Max Morath occupies a unique space as a spokesman for American life and music. He played a key role in the revival of ragtime music in the 1970’s, following his Off-Broadway one-man show Turn of the Century (1969). Four touring productions followed, each one launched Off-Broadway in New York or at Ford’s Theater in Washington D.C. — most recently Living a Ragtime Life and 2004’s Ragtime and Again. He retired from performing in 2007, having logged over 5000 engagements in the USA and Canada. He remains active today as a writer, lecturer, and consultant.
A native of Colorado Springs, Morath worked his way through Colorado College as a radio announcer and jazz sideman, graduating with a B.A. in English (1948.) Working as a pianist for melodramas and summer stock in the West, he developed a fascination with ragtime and the America that produced it. Graduate studies at the Stanford- NBC Radio & Television Institute in 1951 sharpened his media skills, and in 1960, for Public Television, he wrote and performed the nationally-distributed series The Ragtime Era (1960) and the 1962 series Turn of the Century — 28 half-hour programs exploring American popular culture through our music and theatre.
In commercial broadcasting he has appeared on The Bell Telephone Hour, the Kraft Music Hall, The Tonight Show, and on regular sessions for many years with Arthur Godfrey on CBS radio. Appearances on Public Broadcasting have included NPR’s Piano Jazz with Marian McPartland and the Wynton Marsalis series Making the Music. In 2002 he was commissioned to write NPR’s Curious Listener’s Guide to Popular Standards (Putnam/Perigee,) and he contributed the essay “Ragtime Then and Now” to The Oxford Companion to Jazz (Oxford 2000).

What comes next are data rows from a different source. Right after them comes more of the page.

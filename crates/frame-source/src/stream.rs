//! The frame stream loop.
//!
//! ```text
//! NotStarted ─► Starting ─► WarmingUp ─► Streaming ─┐
//!                  │            │            ▲      │ grab ─► copy ─► release
//!                  ▼            ▼            └──────┘ ─► infer geometry ─► emit
//!            Stopped(Error)  Stopped(Cancelled)  │
//!                                                ▼
//!                                   Stopped(Error | Cancelled)
//! ```
//!
//! A healthy stream never ends on its own: it runs until a step fails or a
//! stop is requested. The pipeline handle is torn down before
//! [`FrameSource::generate_stream`] returns on every path.

use std::sync::atomic::{AtomicBool, Ordering};
use std::sync::{Arc, Mutex, MutexGuard};
use std::time::{Duration, Instant};

use gstframe_common::config::StreamDefaults;
use gstframe_common::error::{FrameSourceError, FrameSourceResult};

use crate::decoder::infer_geometry;
use crate::options::SourceSpec;
use crate::pipeline::{PipelineBackend, PipelineHandle};
use crate::record::{FormatDescriptor, FrameGeometry, FrameRecord};
use crate::writer::RecordWriter;

/// Lifecycle of a source's current (or last) streaming attempt.
#[derive(Debug, Clone, Copy, PartialEq, Eq)]
pub enum StreamState {
    NotStarted,
    Starting,
    WarmingUp,
    Streaming,
    Stopped(StopReason),
}

#[derive(Debug, Clone, Copy, PartialEq, Eq)]
pub enum StopReason {
    /// A stop was requested.
    Cancelled,
    /// A step failed; the error was returned to the caller.
    Error,
}

/// Timing knobs for one source.
#[derive(Debug, Clone, Copy, PartialEq, Eq)]
pub struct StreamConfig {
    /// Delay after start before the first pull.
    pub warm_up: Duration,
    /// Longest single wait inside a pull.
    pub pull_timeout: Duration,
}

impl Default for StreamConfig {
    fn default() -> Self {
        Self::from(&StreamDefaults::default())
    }
}

impl From<&StreamDefaults> for StreamConfig {
    fn from(defaults: &StreamDefaults) -> Self {
        Self {
            warm_up: defaults.warm_up(),
            pull_timeout: defaults.pull_timeout(),
        }
    }
}

/// Who is streaming, for logs.
#[derive(Debug, Clone, PartialEq, Eq)]
pub struct SourceIdentity {
    pub node_type: String,
    pub node_name: String,
}

impl SourceIdentity {
    pub fn new(node_type: impl Into<String>, node_name: impl Into<String>) -> Self {
        Self {
            node_type: node_type.into(),
            node_name: node_name.into(),
        }
    }
}

/// Counters for the current streaming attempt.
#[derive(Debug, Clone, Copy, Default, PartialEq, Eq)]
pub struct StreamStats {
    pub frames_emitted: u64,
    pub bytes_copied: u64,
}

/// Requests a source to stop. Cheap to clone and safe to use from any thread.
#[derive(Debug, Clone, Default)]
pub struct StopHandle {
    requested: Arc<AtomicBool>,
    emit_gate: Arc<Mutex<()>>,
}

impl StopHandle {
    pub fn new() -> Self {
        Self::default()
    }

    /// Stop the source and wait for a record being emitted right now, if
    /// any, to finish. Once this returns no further record is emitted.
    ///
    /// Must not be called from inside [`RecordWriter::write`]; use
    /// [`request`](Self::request) there.
    pub fn stop(&self) {
        self.request();
        drop(self.lock_gate());
    }

    /// Ask the source to stop without waiting.
    pub fn request(&self) {
        self.requested.store(true, Ordering::SeqCst);
    }

    pub fn is_stop_requested(&self) -> bool {
        self.requested.load(Ordering::SeqCst)
    }

    fn lock_gate(&self) -> MutexGuard<'_, ()> {
        // The gate guards no data, so a poisoned lock is still usable.
        self.emit_gate
            .lock()
            .unwrap_or_else(|poisoned| poisoned.into_inner())
    }
}

/// A video source that turns a running pipeline into frame records.
pub struct FrameSource {
    identity: SourceIdentity,
    spec: SourceSpec,
    geometry: FrameGeometry,
    config: StreamConfig,
    backend: Box<dyn PipelineBackend>,
    stop: StopHandle,
    state: StreamState,
    stats: StreamStats,
}

impl FrameSource {
    pub fn new(
        identity: SourceIdentity,
        spec: SourceSpec,
        backend: Box<dyn PipelineBackend>,
    ) -> Self {
        Self {
            identity,
            geometry: spec.geometry,
            spec,
            config: StreamConfig::default(),
            backend,
            stop: StopHandle::new(),
            state: StreamState::NotStarted,
            stats: StreamStats::default(),
        }
    }

    /// A source backed by real GStreamer pipelines.
    #[cfg(feature = "gst")]
    pub fn gstreamer(identity: SourceIdentity, spec: SourceSpec) -> Self {
        Self::new(identity, spec, Box::new(crate::gst_backend::GstBackend))
    }

    pub fn with_config(mut self, config: StreamConfig) -> Self {
        self.config = config;
        self
    }

    pub fn identity(&self) -> &SourceIdentity {
        &self.identity
    }

    pub fn spec(&self) -> &SourceSpec {
        &self.spec
    }

    pub fn state(&self) -> StreamState {
        self.state
    }

    /// Geometry used for records; inferred values are cached here.
    pub fn geometry(&self) -> FrameGeometry {
        self.geometry
    }

    pub fn stats(&self) -> StreamStats {
        self.stats
    }

    pub fn stop_handle(&self) -> StopHandle {
        self.stop.clone()
    }

    /// Request a stop; see [`StopHandle::stop`].
    pub fn stop(&self) {
        self.stop.stop();
    }

    /// Run one streaming attempt, writing a record per frame to `writer`.
    ///
    /// Returns `Ok(())` only after a stop request. Any failing step ends the
    /// attempt with its error. The pipeline is torn down in both cases.
    pub fn generate_stream(&mut self, writer: &mut dyn RecordWriter) -> FrameSourceResult<()> {
        self.stats = StreamStats::default();
        if self.stop.is_stop_requested() {
            self.state = StreamState::Stopped(StopReason::Cancelled);
            return Ok(());
        }

        self.state = StreamState::Starting;
        let description = self.spec.pipeline.clone();
        let mut handle =
            match PipelineHandle::create_and_start(self.backend.as_ref(), &description) {
                Ok(handle) => handle,
                Err(e) => {
                    tracing::error!(
                        error = %e,
                        kind = e.kind(),
                        pipeline = %description,
                        "Cannot create a pipeline"
                    );
                    self.state = StreamState::Stopped(StopReason::Error);
                    return Err(e);
                }
            };

        tracing::info!(
            pipeline = %description,
            node_type = %self.identity.node_type,
            node_name = %self.identity.node_name,
            "Start streaming"
        );

        let result = self.run(&mut handle, writer);
        let teardown = handle.destroy();

        self.state = StreamState::Stopped(match result {
            Ok(()) => StopReason::Cancelled,
            Err(_) => StopReason::Error,
        });
        tracing::info!(
            node_name = %self.identity.node_name,
            frames = self.stats.frames_emitted,
            bytes = self.stats.bytes_copied,
            "Stop streaming"
        );

        match (result, teardown) {
            (Err(e), Err(teardown_err)) => {
                tracing::warn!(
                    error = %teardown_err,
                    pipeline = %description,
                    "Pipeline teardown failed"
                );
                Err(e)
            }
            (Err(e), Ok(())) => Err(e),
            (Ok(()), teardown) => teardown,
        }
    }

    fn run(
        &mut self,
        handle: &mut PipelineHandle,
        writer: &mut dyn RecordWriter,
    ) -> FrameSourceResult<()> {
        self.state = StreamState::WarmingUp;
        if !self.warm_up() {
            return Ok(());
        }

        self.state = StreamState::Streaming;
        let mut last_raw_size: Option<usize> = None;

        loop {
            if self.stop.is_stop_requested() {
                return Ok(());
            }

            let lease = match handle.grab_frame(self.config.pull_timeout) {
                Ok(Some(lease)) => lease,
                Ok(None) => continue,
                Err(e) => {
                    tracing::error!(
                        error = %e,
                        kind = e.kind(),
                        pipeline = %handle.description(),
                        "Cannot grab a frame"
                    );
                    return Err(e);
                }
            };
            let image = lease.to_vec();
            lease.release();
            self.stats.bytes_copied += image.len() as u64;

            if matches!(self.spec.format, FormatDescriptor::Raw { .. }) {
                check_raw_size(&mut last_raw_size, image.len());
            }

            let record = self.assemble(image)?;

            let _gate = self.stop.lock_gate();
            if self.stop.is_stop_requested() {
                return Ok(());
            }
            writer.write(record).map_err(FrameSourceError::Downstream)?;
            self.stats.frames_emitted += 1;
        }
    }

    /// Sleep through the warm-up delay. Returns false if a stop was
    /// requested meanwhile.
    fn warm_up(&self) -> bool {
        let deadline = Instant::now() + self.config.warm_up;
        loop {
            if self.stop.is_stop_requested() {
                return false;
            }
            let now = Instant::now();
            if now >= deadline {
                return true;
            }
            std::thread::sleep((deadline - now).min(self.config.pull_timeout));
        }
    }

    fn assemble(&mut self, image: Vec<u8>) -> FrameSourceResult<FrameRecord> {
        // All frames of a stream are assumed to share the geometry of the
        // first one; it is not re-validated per frame.
        if self.spec.format == FormatDescriptor::Jpeg && !self.geometry.is_known() {
            self.geometry = infer_geometry(&image)?;
            tracing::debug!(
                node_name = %self.identity.node_name,
                geometry = %self.geometry,
                "Inferred frame geometry"
            );
        }

        Ok(FrameRecord {
            image,
            width: self.geometry.width,
            height: self.geometry.height,
            format: self.spec.format.format(),
            color_model: self.spec.format.color_model().map(str::to_owned),
        })
    }
}

/// Warn when a raw frame's size differs from the previous frame's. The
/// frame is still emitted as received.
fn check_raw_size(last: &mut Option<usize>, size: usize) -> bool {
    match *last {
        None => {
            *last = Some(size);
            true
        }
        Some(expected) if expected == size => true,
        Some(expected) => {
            tracing::warn!(
                expected_bytes = expected,
                actual_bytes = size,
                "Raw frame size changed mid-stream; records keep the configured geometry"
            );
            // Report each new size once.
            *last = Some(size);
            false
        }
    }
}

Morath holds a Master’s Degree in American Studies from Columbia University (1996). His graduate thesis is devoted to the life and work of songwriter Carrie Jacobs-Bond (1862-1946), further explored in his novel I Love You Truly (iUniverse, 2008.) Current projects include consultation with music publisher E. B. Marks Music Company on The Music of James Reese Europe: Complete Published Works.
He and his wife, the writer and photographer Diane Fay Skomars, published The Road to Ragtime (Donning 1999). They currently reside in Duluth, Minnesota.